● INFORMATION
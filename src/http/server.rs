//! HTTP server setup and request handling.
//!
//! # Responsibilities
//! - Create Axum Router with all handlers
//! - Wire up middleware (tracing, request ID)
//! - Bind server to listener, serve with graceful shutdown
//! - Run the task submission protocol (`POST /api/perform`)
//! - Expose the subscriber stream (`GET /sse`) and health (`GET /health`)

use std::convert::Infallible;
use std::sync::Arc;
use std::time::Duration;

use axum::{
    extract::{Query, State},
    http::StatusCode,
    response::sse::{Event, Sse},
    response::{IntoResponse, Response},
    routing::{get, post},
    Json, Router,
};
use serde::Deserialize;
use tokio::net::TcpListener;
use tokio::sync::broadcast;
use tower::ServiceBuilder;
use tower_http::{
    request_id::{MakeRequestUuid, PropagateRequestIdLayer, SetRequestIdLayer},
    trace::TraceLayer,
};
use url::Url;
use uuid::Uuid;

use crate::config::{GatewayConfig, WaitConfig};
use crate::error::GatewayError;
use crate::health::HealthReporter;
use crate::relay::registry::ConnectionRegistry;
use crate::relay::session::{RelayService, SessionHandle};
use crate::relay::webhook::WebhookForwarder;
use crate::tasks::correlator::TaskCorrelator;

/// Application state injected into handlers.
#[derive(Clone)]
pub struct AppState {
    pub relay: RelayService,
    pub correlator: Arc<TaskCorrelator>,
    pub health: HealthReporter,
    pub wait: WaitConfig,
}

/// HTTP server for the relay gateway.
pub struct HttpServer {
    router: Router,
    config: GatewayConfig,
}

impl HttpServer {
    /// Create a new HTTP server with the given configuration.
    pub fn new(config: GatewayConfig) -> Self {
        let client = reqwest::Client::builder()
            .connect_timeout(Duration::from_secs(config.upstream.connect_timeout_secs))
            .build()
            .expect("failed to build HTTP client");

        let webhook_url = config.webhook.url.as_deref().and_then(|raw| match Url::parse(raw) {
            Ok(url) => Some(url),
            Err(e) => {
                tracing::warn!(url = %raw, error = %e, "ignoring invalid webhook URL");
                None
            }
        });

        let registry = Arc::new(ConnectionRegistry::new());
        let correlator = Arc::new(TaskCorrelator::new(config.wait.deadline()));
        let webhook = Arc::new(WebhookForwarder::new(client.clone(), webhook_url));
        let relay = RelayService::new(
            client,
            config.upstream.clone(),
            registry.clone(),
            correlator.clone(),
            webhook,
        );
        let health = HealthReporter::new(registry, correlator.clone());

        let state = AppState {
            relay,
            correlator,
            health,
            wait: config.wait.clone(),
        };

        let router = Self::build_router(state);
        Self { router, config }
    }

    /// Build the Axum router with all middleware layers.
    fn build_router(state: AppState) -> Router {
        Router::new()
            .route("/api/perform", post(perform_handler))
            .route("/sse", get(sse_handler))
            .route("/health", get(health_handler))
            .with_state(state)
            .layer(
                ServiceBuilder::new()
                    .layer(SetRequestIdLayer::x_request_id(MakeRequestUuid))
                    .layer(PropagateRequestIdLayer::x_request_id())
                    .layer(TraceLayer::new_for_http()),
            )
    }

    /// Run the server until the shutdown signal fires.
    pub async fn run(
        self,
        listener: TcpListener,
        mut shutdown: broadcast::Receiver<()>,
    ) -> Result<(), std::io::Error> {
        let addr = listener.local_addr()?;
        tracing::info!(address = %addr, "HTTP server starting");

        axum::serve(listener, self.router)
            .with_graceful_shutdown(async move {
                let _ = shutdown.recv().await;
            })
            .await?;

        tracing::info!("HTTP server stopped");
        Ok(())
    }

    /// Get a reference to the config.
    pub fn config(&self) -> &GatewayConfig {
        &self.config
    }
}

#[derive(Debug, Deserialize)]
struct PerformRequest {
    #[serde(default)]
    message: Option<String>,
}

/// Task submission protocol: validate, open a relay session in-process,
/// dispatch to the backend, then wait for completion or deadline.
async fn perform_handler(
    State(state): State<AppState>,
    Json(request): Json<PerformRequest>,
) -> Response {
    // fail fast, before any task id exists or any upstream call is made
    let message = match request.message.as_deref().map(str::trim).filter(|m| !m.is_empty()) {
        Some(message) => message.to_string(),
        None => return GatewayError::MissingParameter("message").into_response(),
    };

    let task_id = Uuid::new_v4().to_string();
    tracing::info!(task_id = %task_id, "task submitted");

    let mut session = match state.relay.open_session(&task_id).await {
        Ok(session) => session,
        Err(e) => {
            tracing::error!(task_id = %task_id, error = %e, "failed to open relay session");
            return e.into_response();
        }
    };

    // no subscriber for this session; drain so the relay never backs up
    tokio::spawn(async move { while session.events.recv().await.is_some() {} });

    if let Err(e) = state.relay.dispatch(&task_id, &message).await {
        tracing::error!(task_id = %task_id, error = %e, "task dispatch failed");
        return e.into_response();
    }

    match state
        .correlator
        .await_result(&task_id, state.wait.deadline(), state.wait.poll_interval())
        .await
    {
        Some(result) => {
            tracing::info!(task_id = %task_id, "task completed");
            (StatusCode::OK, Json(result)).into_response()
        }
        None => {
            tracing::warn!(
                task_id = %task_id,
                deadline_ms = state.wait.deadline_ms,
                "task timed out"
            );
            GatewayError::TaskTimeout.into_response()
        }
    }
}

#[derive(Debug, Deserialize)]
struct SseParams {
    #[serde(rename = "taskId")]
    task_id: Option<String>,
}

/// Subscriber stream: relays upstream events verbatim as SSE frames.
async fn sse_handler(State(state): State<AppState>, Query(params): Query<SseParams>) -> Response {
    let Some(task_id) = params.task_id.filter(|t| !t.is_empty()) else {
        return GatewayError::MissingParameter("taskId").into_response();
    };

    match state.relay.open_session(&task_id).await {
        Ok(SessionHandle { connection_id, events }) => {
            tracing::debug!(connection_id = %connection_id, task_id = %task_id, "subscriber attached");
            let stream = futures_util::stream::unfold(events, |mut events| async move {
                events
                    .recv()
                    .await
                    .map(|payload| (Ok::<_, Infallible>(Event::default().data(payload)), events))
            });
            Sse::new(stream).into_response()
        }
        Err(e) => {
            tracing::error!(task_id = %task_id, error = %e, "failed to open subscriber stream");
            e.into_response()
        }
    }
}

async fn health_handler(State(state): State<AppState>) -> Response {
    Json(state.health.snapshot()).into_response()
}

---

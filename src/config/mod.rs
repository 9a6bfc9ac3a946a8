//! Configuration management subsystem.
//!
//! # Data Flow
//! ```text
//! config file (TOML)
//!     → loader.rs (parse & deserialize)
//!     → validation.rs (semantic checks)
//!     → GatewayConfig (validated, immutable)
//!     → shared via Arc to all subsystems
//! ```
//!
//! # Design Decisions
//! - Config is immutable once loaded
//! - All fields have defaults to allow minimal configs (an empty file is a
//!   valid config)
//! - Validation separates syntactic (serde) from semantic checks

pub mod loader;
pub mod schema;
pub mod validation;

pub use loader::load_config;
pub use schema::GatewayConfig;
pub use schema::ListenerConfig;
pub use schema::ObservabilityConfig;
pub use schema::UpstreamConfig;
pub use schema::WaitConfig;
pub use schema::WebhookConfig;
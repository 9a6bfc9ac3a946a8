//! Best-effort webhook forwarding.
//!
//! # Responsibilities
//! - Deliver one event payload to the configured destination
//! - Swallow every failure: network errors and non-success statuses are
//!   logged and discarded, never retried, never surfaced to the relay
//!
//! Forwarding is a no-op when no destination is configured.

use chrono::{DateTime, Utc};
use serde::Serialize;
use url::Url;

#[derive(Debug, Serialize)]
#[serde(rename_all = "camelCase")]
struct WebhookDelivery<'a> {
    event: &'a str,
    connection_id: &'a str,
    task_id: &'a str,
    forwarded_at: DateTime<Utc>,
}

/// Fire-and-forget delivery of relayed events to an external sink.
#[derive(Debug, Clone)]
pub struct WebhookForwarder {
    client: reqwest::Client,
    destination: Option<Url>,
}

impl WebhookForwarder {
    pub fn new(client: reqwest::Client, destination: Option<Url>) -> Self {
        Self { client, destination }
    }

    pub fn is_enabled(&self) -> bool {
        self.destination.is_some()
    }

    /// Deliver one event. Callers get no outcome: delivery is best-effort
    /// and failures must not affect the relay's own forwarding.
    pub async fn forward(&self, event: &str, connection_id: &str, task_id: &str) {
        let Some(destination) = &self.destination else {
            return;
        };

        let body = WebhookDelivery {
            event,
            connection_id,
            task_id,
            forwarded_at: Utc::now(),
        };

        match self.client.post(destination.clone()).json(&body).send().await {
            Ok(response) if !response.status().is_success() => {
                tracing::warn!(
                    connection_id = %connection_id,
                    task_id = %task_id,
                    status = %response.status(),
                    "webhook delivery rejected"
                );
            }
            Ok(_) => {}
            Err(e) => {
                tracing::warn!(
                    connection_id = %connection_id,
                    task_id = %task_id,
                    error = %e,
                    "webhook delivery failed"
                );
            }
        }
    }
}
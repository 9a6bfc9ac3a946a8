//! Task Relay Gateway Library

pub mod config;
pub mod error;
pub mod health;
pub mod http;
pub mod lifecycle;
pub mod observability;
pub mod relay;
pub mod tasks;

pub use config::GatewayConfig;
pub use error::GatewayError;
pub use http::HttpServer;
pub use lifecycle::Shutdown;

● WORK TASK
Since only part of the listing is wanted, copy exactly the lines from the one holding "from semantic checks" to the one holding "pub use schema::UpstreamConfig;", both included.

● RESULT BELOW
//! - Validation separates syntactic (serde) from semantic checks

pub mod loader;
pub mod schema;
pub mod validation;

pub use loader::load_config;
pub use schema::GatewayConfig;
pub use schema::ListenerConfig;
pub use schema::ObservabilityConfig;
pub use schema::UpstreamConfig;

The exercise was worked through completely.